While writing about Ramayana, “a moment when people from Ayodhya overcame real people in India (tribals, or Dravidians,or anyone else)” (P 23) implying the people in Lanka were belonging to these groups. It is a gross misinterpretation or committing deliberate mischief? Ravana’s lineage was Brahmin. Even when Hanuman went round in Lanka, he could hear chanting of Vedas from the houses in Lanka (Sundarkanda 4 and 15). Has Wendy read Ramayana properly? Is she going by the secondary and second rate references?

Wendy has devoted almost three pages to the Pashupati seal from the Indus Culture. The Rig Vedic God Rudra is known as Pashupati in both YV and AV. There is a complete hymn devoted to Lord Pashupati in Atharva Veda (AV 2.34). The seal depicts picturisation of the hymn as elaborated by the present author (Puratattva 19Vol XX Pp 57-64). The hymn is in present tense which establishes that the hymn was contemporary with the seal engraving period. Over the years, the present author has established that many of the Indus Culture seals mentioned by Wendy (P 77) were pictorial representations of the AV hymns. It is conceded by many archaeologists and Vedic scholars in India. However it will be very difficult for Wendy and many Western scholars to accept the idea that Vedic and the Indus culture were the same.
The closeness of the Indus culture and the Vedic text comes from the comparison of the male and female toys. The present author has established that the terracotta dolls from the Indus Culture were toys for female kids. The Statistics of the female figurines is given by Marcia Fentress: “At Mohenjodao a total of 136 were found and at Harappa a total of 91, female figures numbered 123 at Mohenjodaro and 61 at Harappa confirming more or less to the expected 2:1 ratio Male figure were in reverse proportion, 13 at Mohenjodaro and 22 at Harappa” (Puratattva 1979, Vol. III pp 99-104). This is in tune with the trend of female goddesses in the Rig Veda numbering three-fourth of the male gods.

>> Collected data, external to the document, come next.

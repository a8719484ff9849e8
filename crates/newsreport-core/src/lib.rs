// SPDX-License-Identifier: PMPL-1.0-or-later
// Copyright (c) 2026 Jonathan D.A. Jewell (hyperpolymath) <jonathan.jewell@open.ac.uk>
//
// Newsreport — Core types, configuration, and error definitions shared across
// all crates.

pub mod config;
pub mod error;
pub mod human_errors;
pub mod types;

pub use config::ReportConfig;
pub use error::{ReportError, Result};
pub use types::*;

There is another evidence of the Vedic story of Indra slaying serpent demon Vritra dating back as old as 2700 BCE. It is depicted on the famous Khafajeh steatite bowl from Susa reported by Mellowan M.E.L. (Early Mesopotamia and Iran1965, 2-23). The bowl is from Baluchistan and depicts “rain making” (?) myth pictorials. That takes the date of story of Indra killing Vritra as old as 3000 BCE as discussed by the present author (The Afghan Connection 1999, Pp 18-20). Of course this is totally beyond the comprehension of Wendy and those toeing the same line of Rig Veda as post 1200 BCE.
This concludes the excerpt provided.